2. Withheld Reserve Information
Zurich has redacted from its productions information respecting the amount of money it
has held in reserve for Mr. Shaw’s claims. Though its objections to Shaw’s request for
production cite “relevancy” and “confidentiality” objections, relevance is the only ground for
objection set forth in Zurich’s briefing. Zurich argues that the amount of money Zurich holds in
reserve for a case has no relevance to the question of whether Zurich did or did not properly deny
Shaw’s claim. This argument, however, fails to address Shaw’s claims for punitive damages and
for knowing violations of the insurance code—particularly with respect to settlement.

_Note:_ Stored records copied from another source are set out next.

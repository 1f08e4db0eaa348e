//! Remotely callable operations of the master daemon.
//!
//! Each operation is registered once, under a unique name, wrapped in the
//! invocation-logging middleware. `get_methods` is always registered last so
//! its listing covers the whole table, itself included.

use super::protocol::{Fault, Params};
use super::supervisor::Supervisor;
use crate::config::DaemonRole;
use crate::error::{Result, SupervisorError};
use serde_json::{json, Value};
use std::collections::HashMap;
use std::future::Future;
use std::pin::Pin;
use std::sync::Arc;
use tracing::info;

pub type RpcResult = std::result::Result<Value, Fault>;
pub type HandlerFuture = Pin<Box<dyn Future<Output = RpcResult> + Send>>;
pub type Handler = Arc<dyn Fn(Params) -> HandlerFuture + Send + Sync>;

/// Every operation the control plane exposes.
#[derive(Debug, Clone, Copy, PartialEq, Eq)]
pub enum Method {
    CheckConnectivity,
    Add,
    GetTrexPath,
    UpdateTrex,
    IsRunning(DaemonRole),
    Start(DaemonRole),
    Stop(DaemonRole),
    Restart(DaemonRole),
    GetMethods,
}

const REMOTE_ROLES: [DaemonRole; 2] = [DaemonRole::Worker, DaemonRole::Proxy];

impl Method {
    /// Operations backed by the supervisor, in registration order.
    pub fn operations() -> Vec<Method> {
        let mut methods = vec![
            Self::CheckConnectivity,
            Self::Add,
            Self::GetTrexPath,
            Self::UpdateTrex,
        ];
        for role in REMOTE_ROLES {
            methods.extend([
                Self::IsRunning(role),
                Self::Start(role),
                Self::Stop(role),
                Self::Restart(role),
            ]);
        }
        methods
    }

    pub fn name(&self) -> String {
        match self {
            Self::CheckConnectivity => "check_connectivity".to_string(),
            Self::Add => "add".to_string(),
            Self::GetTrexPath => "get_trex_path".to_string(),
            Self::UpdateTrex => "update_trex".to_string(),
            Self::IsRunning(role) => format!("is_{}_running", rpc_stem(*role)),
            Self::Start(role) => format!("start_{}", rpc_stem(*role)),
            Self::Stop(role) => format!("stop_{}", rpc_stem(*role)),
            Self::Restart(role) => format!("restart_{}", rpc_stem(*role)),
            Self::GetMethods => "get_methods".to_string(),
        }
    }
}

fn rpc_stem(role: DaemonRole) -> &'static str {
    match role {
        DaemonRole::Supervisor => "master_daemon",
        DaemonRole::Worker => "trex_daemon",
        DaemonRole::Proxy => "stl_rpc_proxy",
    }
}

/// Name to handler mapping, fixed once the server starts.
pub struct MethodTable {
    handlers: HashMap<String, Handler>,
    names: Vec<String>,
}

#[derive(Default)]
pub struct MethodTableBuilder {
    handlers: HashMap<String, Handler>,
    names: Vec<String>,
}

impl MethodTableBuilder {
    pub fn new() -> Self {
        Self::default()
    }

    pub fn register(mut self, name: impl Into<String>, handler: Handler) -> Result<Self> {
        let name = name.into();
        if self.handlers.contains_key(&name) {
            return Err(SupervisorError::Configuration(format!(
                "method '{}' registered twice",
                name
            )));
        }
        self.handlers
            .insert(name.clone(), with_invocation_log(name.clone(), handler));
        self.names.push(name);
        Ok(self)
    }

    /// Register `get_methods` and freeze the table.
    pub fn finish(self) -> Result<MethodTable> {
        let mut names = self.names.clone();
        names.push(Method::GetMethods.name());
        let listing = json!(names);
        let builder = self.register(
            Method::GetMethods.name(),
            handler(move |_| {
                let listing = listing.clone();
                async move { RpcResult::Ok(listing) }
            }),
        )?;
        Ok(MethodTable {
            handlers: builder.handlers,
            names: builder.names,
        })
    }
}

impl MethodTable {
    /// Table of every supervisor operation plus `get_methods`.
    pub fn for_supervisor(supervisor: Arc<Supervisor>) -> Result<Self> {
        let mut builder = MethodTableBuilder::new();
        for method in Method::operations() {
            if let Some(h) = handler_for(&supervisor, method) {
                builder = builder.register(method.name(), h)?;
            }
        }
        builder.finish()
    }

    pub fn names(&self) -> &[String] {
        &self.names
    }

    pub async fn call(&self, method: &str, params: Params) -> RpcResult {
        match self.handlers.get(method) {
            Some(handler) => handler(params).await,
            None => Err(Fault::method_not_found(method)),
        }
    }
}

/// Log "<name>, <args>" at INFO before the handler runs.
fn with_invocation_log(name: String, inner: Handler) -> Handler {
    Arc::new(move |params: Params| {
        if params.is_empty() {
            info!("{}", name);
        } else {
            info!("{}, {}", name, params);
        }
        inner(params)
    })
}

pub fn handler<F, Fut>(f: F) -> Handler
where
    F: Fn(Params) -> Fut + Send + Sync + 'static,
    Fut: Future<Output = RpcResult> + Send + 'static,
{
    Arc::new(move |params| Box::pin(f(params)))
}

/// `None` for `get_methods`, which the table serves itself.
fn handler_for(supervisor: &Arc<Supervisor>, method: Method) -> Option<Handler> {
    let sup = Arc::clone(supervisor);
    let h = match method {
        Method::CheckConnectivity => handler(|_| check_connectivity()),
        Method::Add => handler(|params| async move { add(&params) }),
        Method::GetTrexPath => handler(move |_| get_trex_path(Arc::clone(&sup))),
        Method::UpdateTrex => handler(move |params| update_trex(Arc::clone(&sup), params)),
        Method::IsRunning(role) => handler(move |_| is_running(Arc::clone(&sup), role)),
        Method::Start(role) => handler(move |_| start(Arc::clone(&sup), role)),
        Method::Stop(role) => handler(move |_| stop(Arc::clone(&sup), role)),
        Method::Restart(role) => handler(move |_| restart(Arc::clone(&sup), role)),
        Method::GetMethods => return None,
    };
    Some(h)
}

async fn check_connectivity() -> RpcResult {
    Ok(json!(true))
}

async fn get_trex_path(sup: Arc<Supervisor>) -> RpcResult {
    Ok(json!(sup.trex_path().display().to_string()))
}

async fn update_trex(sup: Arc<Supervisor>, params: Params) -> RpcResult {
    let package = params.optional_str(0, "package_path")?;
    sup.update_trex(package.as_deref()).await?;
    Ok(json!(true))
}

async fn is_running(sup: Arc<Supervisor>, role: DaemonRole) -> RpcResult {
    let running = sup.controller(role)?.is_running();
    Ok(json!(running))
}

async fn start(sup: Arc<Supervisor>, role: DaemonRole) -> RpcResult {
    sup.controller(role)?.start().await?;
    Ok(json!(true))
}

async fn stop(sup: Arc<Supervisor>, role: DaemonRole) -> RpcResult {
    sup.controller(role)?.stop().await?;
    Ok(json!(true))
}

async fn restart(sup: Arc<Supervisor>, role: DaemonRole) -> RpcResult {
    sup.controller(role)?.restart().await?;
    Ok(json!(true))
}

fn add(params: &Params) -> RpcResult {
    let a = params.required(0, "a")?;
    let b = params.required(1, "b")?;
    if let (Some(x), Some(y)) = (a.as_i64(), b.as_i64()) {
        return x
            .checked_add(y)
            .map(|sum| json!(sum))
            .ok_or_else(|| Fault::invalid_params("integer overflow"));
    }
    match (a.as_f64(), b.as_f64()) {
        (Some(x), Some(y)) => Ok(json!(x + y)),
        _ => Err(Fault::invalid_params(format!(
            "'add' expects two numbers, got {} and {}",
            a, b
        ))),
    }
}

Without
resolving questions about the final admissibility of evidence, it should be clear that the existence
and amount of Zurich’s reserve in this case may reasonably be expected to be relevant to, at a
minimum, (a) whether Zurich denied Shaw’s claims in good faith; and (b) whether it failed to
engage in a good faith attempt to settle Mr. Shaw’s claims in accordance with TEX. INS. CODE §
541.060. See U.S. Fire Ins. Co. v. Bunge North Am., Inc., No. 05-2192-JWL-DJW, 2007 WL
1531846 (D. Kan. May 25, 2007). The Court finds that information about Zurich’s reserves is
relevant and discoverable and was improperly withheld.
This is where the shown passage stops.